use std::collections::hash_map::Entry;
use std::collections::{BTreeMap, HashMap};
use std::hash::{Hash, Hasher};
use std::time::{Duration, Instant};

use rustc_hash::FxHasher;
use tracing::debug;
use uuid::Uuid;

use crate::store::DocStore;

/// An opaque session identifier, unique across the registry while the
/// session is live.
pub type SessionToken = u64;

// OR'd into every name-derived token. Fixed so that the same name maps to the
// same token in any process, which keeps saved snapshots attachable after a
// restart.
const SHARED_TOKEN_SEED: u64 = 99_194_853_094_755_497;

/// derives the session token for a human-chosen name.
///
/// The same name always produces the same token, in this process and any
/// future one. This is how two independent callers that open a session by the
/// same name converge on the same store; see
/// [`SessionRegistry::open_shared`].
///
/// [`SessionRegistry::open_shared`]: ./struct.SessionRegistry.html#method.open_shared
pub fn named_token(name: &str) -> SessionToken {
    let mut hasher = FxHasher::default();
    name.hash(&mut hasher);
    hasher.finish() | SHARED_TOKEN_SEED
}

/// generates a random token for an anonymous session.
/// Anonymous tokens are not derivable from any name, so the session cannot be
/// discovered by other connections, only used by a caller that already holds
/// the token.
pub fn random_token() -> SessionToken {
    let (hi, lo) = Uuid::new_v4().as_u64_pair();
    hi ^ lo
}

/// Requested expiry behaviour for a session.
#[derive(Debug, Clone, Copy, PartialEq, Eq)]
pub struct ExpirySpec {
    /// how long the session lives before a sweep processes it
    pub duration: Duration,
    /// `true` removes the session entirely on expiry; `false` clears its
    /// store and restarts the clock, keeping the session alive
    pub delete_on_expire: bool,
}

// Value half of the expiry index; the expiry instant lives in the key.
#[derive(Debug, Clone, Copy)]
struct ExpiryEntry {
    duration: Duration,
    delete_on_expire: bool,
}

// Expiry settings plus the session's current deadline. The deadline always
// matches exactly one key in the registry's index; the two are written
// together, never independently.
#[derive(Debug)]
struct ExpiryState {
    duration: Duration,
    delete_on_expire: bool,
    expires_at: Instant,
}

/// One session: an exclusively owned [`DocStore`] plus expiry metadata.
#[derive(Debug)]
pub struct Session {
    token: SessionToken,
    store: DocStore,
    shared: bool,
    expiry: Option<ExpiryState>,
}

impl Session {
    /// the session's token
    pub fn token(&self) -> SessionToken {
        self.token
    }

    /// whether a second caller that derives the same token may attach
    pub fn shared(&self) -> bool {
        self.shared
    }

    /// read access to the session's store
    pub fn store(&self) -> &DocStore {
        &self.store
    }

    /// write access to the session's store
    pub fn store_mut(&mut self) -> &mut DocStore {
        &mut self.store
    }

    /// whether this session expires
    pub fn expires(&self) -> bool {
        self.expiry.is_some()
    }

    /// the session's expiry settings, if it expires
    pub fn expiry(&self) -> Option<ExpirySpec> {
        self.expiry.as_ref().map(|state| ExpirySpec {
            duration: state.duration,
            delete_on_expire: state.delete_on_expire,
        })
    }

    /// time left until a sweep at or after the deadline processes this
    /// session; `None` if the session never expires
    pub fn remaining(&self, now: Instant) -> Option<Duration> {
        self.expiry
            .as_ref()
            .map(|state| state.expires_at.saturating_duration_since(now))
    }
}

/// Owns every live session and the time-ordered index used to expire them.
///
/// The index is ordered by expiry instant, so a [`sweep`] is a single range
/// scan over the expired prefix rather than a walk of every session: O(log n)
/// plus the number of sessions actually expiring. Sessions and index entries
/// are created, relocated and removed strictly as a pair.
///
/// The registry contains no locking; exactly one thread owns an instance and
/// all mutation happens there (see [`SkvServer`]). Multiple registries may
/// coexist in a process but are never shared.
///
/// [`sweep`]: ./struct.SessionRegistry.html#method.sweep
/// [`SkvServer`]: ./struct.SkvServer.html
#[derive(Debug, Default)]
pub struct SessionRegistry {
    sessions: HashMap<SessionToken, Session>,
    // ordered by instant; the token half keeps same-instant entries distinct
    // so one exact entry can be removed without disturbing its neighbours
    expiry: BTreeMap<(Instant, SessionToken), ExpiryEntry>,
}

impl SessionRegistry {
    /// creates an empty registry
    pub fn new() -> SessionRegistry {
        SessionRegistry::default()
    }

    /// creates a session for `token` and returns its store.
    ///
    /// Returns `None` if the token is already live; the existing session is
    /// never overwritten. A zero `duration` in `expiry` means the session
    /// never expires, the same as passing no expiry at all.
    pub fn start(
        &mut self,
        token: SessionToken,
        shared: bool,
        expiry: Option<ExpirySpec>,
    ) -> Option<&mut DocStore> {
        self.start_at(token, shared, expiry, Instant::now())
    }

    /// [`start`] with the clock supplied by the caller
    ///
    /// [`start`]: ./struct.SessionRegistry.html#method.start
    pub fn start_at(
        &mut self,
        token: SessionToken,
        shared: bool,
        expiry: Option<ExpirySpec>,
        now: Instant,
    ) -> Option<&mut DocStore> {
        let spec = expiry.filter(|spec| !spec.duration.is_zero());

        match self.sessions.entry(token) {
            Entry::Occupied(_) => None,
            Entry::Vacant(slot) => {
                let state = spec.map(|spec| ExpiryState {
                    duration: spec.duration,
                    delete_on_expire: spec.delete_on_expire,
                    expires_at: now + spec.duration,
                });

                let session = slot.insert(Session {
                    token,
                    store: DocStore::new(),
                    shared,
                    expiry: state,
                });

                if let Some(state) = &session.expiry {
                    self.expiry.insert(
                        (state.expires_at, token),
                        ExpiryEntry {
                            duration: state.duration,
                            delete_on_expire: state.delete_on_expire,
                        },
                    );
                }

                Some(&mut session.store)
            }
        }
    }

    /// ends the session held by `token`, dropping its store and, for an
    /// expiring session, its index entry.
    /// returns `false` if the token is not live
    pub fn end(&mut self, token: SessionToken) -> bool {
        match self.sessions.remove(&token) {
            Some(session) => {
                if let Some(state) = session.expiry {
                    self.expiry.remove(&(state.expires_at, token));
                }
                true
            }
            None => false,
        }
    }

    /// returns a mutable handle to the session held by `token`.
    /// Callers applying touch-on-access semantics follow up with [`renew`]
    ///
    /// [`renew`]: ./struct.SessionRegistry.html#method.renew
    pub fn get(&mut self, token: SessionToken) -> Option<&mut Session> {
        self.sessions.get_mut(&token)
    }

    /// returns a read-only view of the session held by `token`
    pub fn session(&self, token: SessionToken) -> Option<&Session> {
        self.sessions.get(&token)
    }

    /// returns the store of the session held by `token`
    pub fn get_store(&mut self, token: SessionToken) -> Option<&mut DocStore> {
        self.sessions.get_mut(&token).map(Session::store_mut)
    }

    /// pushes an expiring session's deadline forward to `now + duration`,
    /// relocating its index entry under the new instant.
    /// returns `false` if the token is not live or the session never expires
    pub fn renew(&mut self, token: SessionToken) -> bool {
        self.renew_at(token, Instant::now())
    }

    /// [`renew`] with the clock supplied by the caller
    ///
    /// [`renew`]: ./struct.SessionRegistry.html#method.renew
    pub fn renew_at(&mut self, token: SessionToken, now: Instant) -> bool {
        let state = match self.sessions.get_mut(&token) {
            Some(session) => match session.expiry.as_mut() {
                Some(state) => state,
                None => return false,
            },
            None => return false,
        };

        // the sort key of an indexed entry is never mutated in place:
        // remove the exact old entry, insert under the new instant
        let old_key = (state.expires_at, token);
        state.expires_at = now + state.duration;
        let new_key = (state.expires_at, token);
        let entry = ExpiryEntry {
            duration: state.duration,
            delete_on_expire: state.delete_on_expire,
        };

        self.expiry.remove(&old_key);
        self.expiry.insert(new_key, entry);
        true
    }

    /// processes every session whose deadline has passed.
    /// returns the number of sessions processed
    pub fn sweep(&mut self) -> usize {
        self.sweep_at(Instant::now())
    }

    /// [`sweep`] with the clock supplied by the caller.
    ///
    /// Every index entry with `expires_at <= now` is handled in this one
    /// call: delete-on-expire sessions are removed outright, the rest have
    /// their store cleared and their deadline pushed to `now + duration`.
    ///
    /// [`sweep`]: ./struct.SessionRegistry.html#method.sweep
    pub fn sweep_at(&mut self, now: Instant) -> usize {
        if self.expiry.is_empty() {
            return 0;
        }

        // one range scan over the expired prefix, not a per-session walk
        let expired: Vec<((Instant, SessionToken), ExpiryEntry)> = self
            .expiry
            .range(..=(now, SessionToken::MAX))
            .map(|(key, entry)| (*key, *entry))
            .collect();

        for ((expires_at, token), entry) in &expired {
            self.expiry.remove(&(*expires_at, *token));

            if entry.delete_on_expire {
                self.sessions.remove(token);
            } else if let Some(session) = self.sessions.get_mut(token) {
                // the session survives, only its data is dropped
                session.store.clear();
                let next = now + entry.duration;
                if let Some(state) = session.expiry.as_mut() {
                    state.expires_at = next;
                }
                self.expiry.insert((next, *token), *entry);
            }
        }

        if !expired.is_empty() {
            debug!(expired = expired.len(), "swept expired sessions");
        }
        expired.len()
    }

    /// returns whether `token` is live
    pub fn contains(&self, token: SessionToken) -> bool {
        self.sessions.contains_key(&token)
    }

    /// reports `(exists, shared)` for `token`, letting an anonymous second
    /// connection attach to a session it can name but not to one it can only
    /// guess
    pub fn open_shared(&self, token: SessionToken) -> (bool, bool) {
        match self.sessions.get(&token) {
            Some(session) => (true, session.shared),
            None => (false, false),
        }
    }

    /// the number of live sessions
    pub fn count_sessions(&self) -> usize {
        self.sessions.len()
    }

    /// the number of documents across every live session's store
    pub fn count_keys(&self) -> usize {
        self.sessions.values().map(|s| s.store.count()).sum()
    }

    /// the number of sessions currently scheduled to expire
    pub fn count_expiring(&self) -> usize {
        self.expiry.len()
    }

    /// ends every session and drops the whole expiry index.
    /// returns the number of sessions ended
    pub fn end_all(&mut self) -> usize {
        let count = self.sessions.len();
        self.sessions.clear();
        self.expiry.clear();
        count
    }

    /// iterates over every live session, in no particular order
    pub fn sessions(&self) -> impl Iterator<Item = &Session> {
        self.sessions.values()
    }
}
//! this binary starts the skv server
//! to see the list of options, type: `skv-server --help`

use std::net::SocketAddr;
use std::path::PathBuf;
use std::process::exit;
use std::time::Duration;

use clap::{crate_version, App, Arg};
use skv::{Result, SharedQueueThreadPool, SkvError, SkvServer, ThreadPool};
use tracing::{info, Level};
use tracing_subscriber::FmtSubscriber;

const DEFAULT_ADDRESS: &str = "127.0.0.1:4000";
const DEFAULT_DATA_DIR: &str = "skv-data";
const DEFAULT_SWEEP_SECS: &str = "1";
const DEFAULT_THREADS: &str = "4";

/// ['Opt'] holds parsed and validated options from the command line
#[derive(Debug)]
struct Opt {
    /// the ip:port the server listens on
    addr: SocketAddr,
    /// root directory for snapshot datasets
    data_dir: PathBuf,
    /// how often expired sessions are swept
    sweep_interval: Duration,
    /// connection-serving threads in the pool
    threads: u32,
}

impl Opt {
    /// validates the command line parameters
    /// returns `Ok<Opt>` if everything is valid
    /// # Errors
    /// returns [`SkvError::Parsing`] if one of the parameters is invalid
    ///
    fn build(addr: &str, data_dir: &str, sweep_secs: &str, threads: &str) -> Result<Opt> {
        let addr: SocketAddr = addr.parse().map_err(|_| {
            SkvError::Parsing(format!(
                "could not parse {} into an IP address and port",
                &addr
            ))
        })?;

        let sweep_secs: u64 = sweep_secs.parse().map_err(|_| {
            SkvError::Parsing(format!("sweep interval {} is not a number of seconds", sweep_secs))
        })?;
        if sweep_secs == 0 {
            return Err(SkvError::Parsing(
                "sweep interval must be at least one second".to_string(),
            ));
        }

        let threads: u32 = threads.parse().map_err(|_| {
            SkvError::Parsing(format!("thread count {} is not a number", threads))
        })?;
        if threads == 0 {
            return Err(SkvError::Parsing(
                "the pool needs at least one thread".to_string(),
            ));
        }

        Ok(Opt {
            addr,
            data_dir: PathBuf::from(data_dir),
            sweep_interval: Duration::from_secs(sweep_secs),
            threads,
        })
    }
}

fn main() {
    // set up a tracing subscriber to log to STDERR
    subscriber_config();

    // parse command line args
    let matches = App::new("skv-server")
        .version(crate_version!())
        .about("a multi-threaded, in-memory session/document store")
        .arg(
            Arg::with_name("addr")
                .long("addr")
                .value_name("IP_ADDR:PORT")
                .help("sets the IP_ADDR:PORT that the server listens on")
                .default_value(DEFAULT_ADDRESS),
        )
        .arg(
            Arg::with_name("data-dir")
                .long("data-dir")
                .value_name("DIR")
                .help("sets the directory that snapshots are saved to and loaded from")
                .default_value(DEFAULT_DATA_DIR),
        )
        .arg(
            Arg::with_name("sweep-interval")
                .long("sweep-interval")
                .value_name("SECONDS")
                .help("sets how often expired sessions are swept")
                .default_value(DEFAULT_SWEEP_SECS),
        )
        .arg(
            Arg::with_name("threads")
                .long("threads")
                .value_name("COUNT")
                .help("sets the number of connection-serving threads")
                .default_value(DEFAULT_THREADS),
        )
        .get_matches();

    // validate command line options, store them in Opt
    let opt = match Opt::build(
        matches.value_of("addr").unwrap(),
        matches.value_of("data-dir").unwrap(),
        matches.value_of("sweep-interval").unwrap(),
        matches.value_of("threads").unwrap(),
    ) {
        Ok(opt) => opt,
        Err(err) => {
            eprintln!("{:?}", err);
            exit(1);
        }
    };

    // start the server
    if let Err(e) = run(opt) {
        eprintln!("{:?}", e);
        exit(1);
    }
}

fn run(opt: Opt) -> Result<()> {
    info!("skv-server {}", env!("CARGO_PKG_VERSION"));
    info!("Snapshot directory: {}", opt.data_dir.display());
    info!("Listening on {}", opt.addr);

    let pool = SharedQueueThreadPool::new(opt.threads)?;
    let server = SkvServer::new(pool, opt.data_dir, opt.sweep_interval);
    server.run(opt.addr)
}

/// configures a tracing subscriber that will log to STDERR
fn subscriber_config() {
    let subscriber = FmtSubscriber::builder()
        // all spans/events with a level higher than TRACE (e.g, debug, info, warn, etc.)
        // will be written to stdout.
        .with_max_level(Level::TRACE)
        // log to stderr instrad of stdout
        .with_writer(std::io::stderr)
        // completes the builder.
        .finish();
    tracing::subscriber::set_global_default(subscriber)
        .expect("setting tracing default subscriber failed");
}
//! Recursive Fibonacci
//!
//! F(0) = 0, F(1) = 1, F(n) = F(n-1) + F(n-2) for n > 1.
//!
//! The recursion is deliberately naive (exponential time, no memoization) so
//! the call tree matches the classic textbook shape when profiled.
//!
//! # Negative input
//!
//! Any `n <= 1` is returned unchanged, so `fibonacci(-3) == -3`. This keeps
//! the historical behavior rather than rejecting negative input.
//!
//! # Overflow
//!
//! Additions wrap. F(92) is the largest term that fits in an `i64`; the
//! naive recursion makes anything near that impractical anyway.

/// Compute the n-th Fibonacci number by direct double recursion
pub fn fibonacci(n: i64) -> i64 {
    if n <= 1 {
        return n;
    }
    fibonacci(n - 1).wrapping_add(fibonacci(n - 2))
}

#[cfg(test)]
mod tests {
    use super::*;

    #[test]
    fn test_base_cases() {
        assert_eq!(fibonacci(0), 0);
        assert_eq!(fibonacci(1), 1);
    }

    #[test]
    fn test_fibonacci_10() {
        assert_eq!(fibonacci(10), 55);
    }

    #[test]
    fn test_known_terms() {
        let expected = [0, 1, 1, 2, 3, 5, 8, 13, 21, 34, 55, 89, 144];
        for (n, want) in expected.iter().enumerate() {
            assert_eq!(fibonacci(n as i64), *want, "F({})", n);
        }
        assert_eq!(fibonacci(20), 6765);
        assert_eq!(fibonacci(30), 832040);
    }

    #[test]
    fn test_recurrence() {
        for n in 2..=25 {
            assert_eq!(fibonacci(n), fibonacci(n - 1) + fibonacci(n - 2));
        }
    }

    #[test]
    fn test_negative_input_returned_unchanged() {
        assert_eq!(fibonacci(-1), -1);
        assert_eq!(fibonacci(-7), -7);
    }
}
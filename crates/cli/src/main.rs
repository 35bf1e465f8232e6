//! Experiment CLI
//!
//! Runs the driver with the reference configuration and prints its report
//! to stdout. Diagnostics go to stderr, filtered by `RUST_LOG`.

use clap::Parser as ClapParser;
use experiment_core::{DemoConfig, run};
use std::io;
use std::process;
use tracing::info;

#[derive(ClapParser)]
#[command(name = "experiment")]
#[command(version = env!("CARGO_PKG_VERSION"))]
#[command(
    about = "Sum an array, compute Fibonacci(10), update a point and compare the results",
    long_about = None
)]
struct Cli {}

fn main() {
    let _cli = Cli::parse();

    tracing_subscriber::fmt()
        .with_env_filter(
            tracing_subscriber::EnvFilter::from_default_env()
                .add_directive("experiment=warn".parse().unwrap()),
        )
        .with_writer(io::stderr)
        .init();

    let stdout = io::stdout();
    let mut out = stdout.lock();

    match run(&mut out, &DemoConfig::default()) {
        Ok(summary) => {
            info!(
                total = summary.total,
                fibonacci = summary.fibonacci,
                "Run complete"
            );
        }
        Err(e) => {
            eprintln!("Error: {}", e);
            process::exit(1);
        }
    }
}
//! Array summation
//!
//! `sum_array` adds the first `size` elements of a slice, left to right,
//! starting from 0. Additions wrap on overflow, matching the rest of the
//! integer arithmetic in this crate.

use crate::error::DemoError;
use tracing::debug;

/// Sum the first `size` elements of `values`
///
/// # Errors
///
/// Returns `DemoError::SizeOutOfBounds` if `size` is larger than
/// `values.len()`. Nothing is read in that case.
pub fn sum_array(values: &[i64], size: usize) -> Result<i64, DemoError> {
    let Some(prefix) = values.get(..size) else {
        debug!(size, len = values.len(), "sum_array: size past end of sequence");
        return Err(DemoError::SizeOutOfBounds {
            size,
            len: values.len(),
        });
    };

    let mut total: i64 = 0;
    for value in prefix {
        total = total.wrapping_add(*value);
    }
    Ok(total)
}
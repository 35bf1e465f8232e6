//! Driver: runs the operations in order and writes the report
//!
//! Output, one line per step:
//!
//! ```text
//! Sum of array: <total>
//! Fibonacci(<n>): <fib>
//! Point: <label> at (<x>, <y>)
//! Array sum is greater | Fibonacci is greater or equal
//! ```

use crate::config::DemoConfig;
use crate::error::DemoError;
use crate::fibonacci::fibonacci;
use crate::point::Point;
use crate::sum::sum_array;
use std::fmt;
use std::io::Write;
use tracing::{debug, info};

/// Outcome of comparing the array sum against the Fibonacci result
#[derive(Debug, Clone, Copy, PartialEq, Eq)]
pub enum Comparison {
    /// `total > fibonacci`
    ArraySumGreater,
    /// `total <= fibonacci`
    FibonacciGreaterOrEqual,
}

impl Comparison {
    pub fn of(total: i64, fibonacci: i64) -> Self {
        if total > fibonacci {
            Comparison::ArraySumGreater
        } else {
            Comparison::FibonacciGreaterOrEqual
        }
    }

    pub fn message(self) -> &'static str {
        match self {
            Comparison::ArraySumGreater => "Array sum is greater",
            Comparison::FibonacciGreaterOrEqual => "Fibonacci is greater or equal",
        }
    }
}

impl fmt::Display for Comparison {
    fn fmt(&self, f: &mut fmt::Formatter<'_>) -> fmt::Result {
        f.write_str(self.message())
    }
}

/// Values computed during a run
#[derive(Debug, Clone, PartialEq, Eq)]
pub struct Summary {
    pub total: i64,
    pub fibonacci: i64,
    pub point: Point,
    pub comparison: Comparison,
}

/// Run the demonstration against `config`, writing the report to `out`
///
/// Lines are written as soon as each value is known, so a failure part way
/// through leaves the earlier lines in `out`.
pub fn run<W: Write>(out: &mut W, config: &DemoConfig) -> Result<Summary, DemoError> {
    info!(
        len = config.values.len(),
        size = config.size,
        n = config.fibonacci_input,
        "Starting run"
    );

    let total = sum_array(&config.values, config.size)?;
    writeln!(out, "Sum of array: {}", total)?;

    let fib_result = fibonacci(config.fibonacci_input);
    writeln!(out, "Fibonacci({}): {}", config.fibonacci_input, fib_result)?;

    let mut point = Point::default();
    let (x, y) = config.point;
    point.update(x, y)?;
    writeln!(
        out,
        "Point: {} at ({}, {})",
        point.label(),
        point.x(),
        point.y()
    )?;

    let comparison = Comparison::of(total, fib_result);
    debug!(total, fib_result, ?comparison, "Compared results");
    writeln!(out, "{}", comparison)?;

    out.flush()?;

    Ok(Summary {
        total,
        fibonacci: fib_result,
        point,
        comparison,
    })
}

▸ **What you will do**: Look through the entries above and say how many lines hold the word "ordered", giving the number alone.

▸ **Answer section**: 3